The approval of the vaccine Dengvaxia by the Philippines' Food and Drug Administration comes after substantial tests which showed the vaccine to be 70 percent effective in protecting against all forms of the disease, the country's Department of Health said.

Against the most serious and deadly form of the disease -- dengue hemorrhagic fever -- the success rate was even higher at 93 percent, health officials said.

The Philippines is the second country to approve Dengvaxia, after Mexico, and India is reportedly considering its approval for use as well.

About 400 million cases of dengue fever are confirmed around the world each year, with infection rates rising dramatically in the last few years and spreading to dozens of countries.

In Hawaii, a recent spike in cases between Sept. 11 and Dec. 13 say the number of confirmed diagnoses reached 180.

Dengue fever causes severe flu-like symptoms, including high fever, joint or muscle pain, headaches, rashes and nausea. Although seldom fatal, it can be dangerous in young children, the elderly, and those with weakened immune systems.

In the Philippines, the new vaccine developed by French company Sanofi Pasteur, has been approved for use in people between the ages of 9 and 45.

"This is the age range wherein most of the dengue cases are being reported, particularly in endemic countries here in Asia," said Dr. Joselito Santa Ana on behalf of Sanofi Pasteur.

"The approval of Dengvaxia in the Philippines will be a critical addition to the ongoing public-education and vector-control efforts now directed towards dengue prevention in our country," he said.
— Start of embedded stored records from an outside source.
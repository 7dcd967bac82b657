use std::borrow::Cow;
use std::time::Duration;

use futures_util::StreamExt;
use reqwest::header::HeaderMap;
use reqwest::{Client, Request};
use tokio::sync::broadcast::error::RecvError;
use tokio::time::Instant;
use tracing::debug;

use crate::error::TransportError;
use crate::shutdown::ShutdownReceiver;

/// Status, headers and fully read body of one response.
#[derive(Debug, Clone)]
pub struct RawResponse {
    pub status: u16,
    pub headers: HeaderMap,
    pub body: Vec<u8>,
    pub elapsed: Duration,
}

impl RawResponse {
    /// First value of `key`, or an empty string when absent or not text.
    #[must_use]
    pub fn header(&self, key: &str) -> &str {
        self.headers
            .get(key)
            .and_then(|value| value.to_str().ok())
            .unwrap_or_default()
    }

    #[must_use]
    pub fn body_text(&self) -> Cow<'_, str> {
        String::from_utf8_lossy(&self.body)
    }
}

/// Sends `request` and reads the whole body, giving up early when a shutdown
/// signal arrives. A non-2xx status is not an error here.
///
/// # Errors
///
/// Returns an error on network failure, timeout or cancellation.
pub async fn execute(
    client: &Client,
    request: Request,
    shutdown_rx: &mut ShutdownReceiver,
) -> Result<RawResponse, TransportError> {
    let url = request.url().to_string();
    tokio::select! {
        () = wait_for_shutdown(shutdown_rx) => Err(TransportError::Cancelled { url: url.clone() }),
        result = send_and_read(client, request, &url) => result,
    }
}

async fn wait_for_shutdown(shutdown_rx: &mut ShutdownReceiver) {
    match shutdown_rx.recv().await {
        Ok(()) | Err(RecvError::Lagged(_)) => {}
        Err(RecvError::Closed) => std::future::pending::<()>().await,
    }
}

async fn send_and_read(
    client: &Client,
    request: Request,
    url: &str,
) -> Result<RawResponse, TransportError> {
    let start = Instant::now();
    let response = client.execute(request).await.map_err(|err| {
        if err.is_timeout() {
            TransportError::TimedOut {
                url: url.to_owned(),
                source: err,
            }
        } else {
            TransportError::Send {
                url: url.to_owned(),
                source: err,
            }
        }
    })?;

    let status = response.status().as_u16();
    let headers = response.headers().clone();
    let mut body = Vec::new();
    let mut stream = response.bytes_stream();
    while let Some(chunk) = stream.next().await {
        let chunk = chunk.map_err(|err| {
            if err.is_timeout() {
                TransportError::TimedOut {
                    url: url.to_owned(),
                    source: err,
                }
            } else {
                TransportError::ReadBody {
                    url: url.to_owned(),
                    source: err,
                }
            }
        })?;
        body.extend_from_slice(&chunk);
    }

    let elapsed = start.elapsed();
    debug!(
        "{} responded {} with {} byte(s) in {:?}",
        url,
        status,
        body.len(),
        elapsed
    );
    Ok(RawResponse {
        status,
        headers,
        body,
        elapsed,
    })
}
In development for 25 years, the vaccine has been submitted for approval and licensing in 18 additional countries in Latin America and Asia, which are reviewing their regulatory processes.

Sanofi says annual production of the vaccine could reach 100 million doses by 2017.

"[This represents] a historic milestone for our company, for the global public health community and, most importantly, for half the world's population who live at risk of dengue," said Sanofi CEO Olivier Brandicourt about the approval of Dengvaxia in Mexico and now in the Philippines.

Brandicourt says the intention is to first market the vaccine, which cost $1.5 billion to develop, in countries where the disease is endemic and "a major public health threat," to be followed by Europe and the U.S.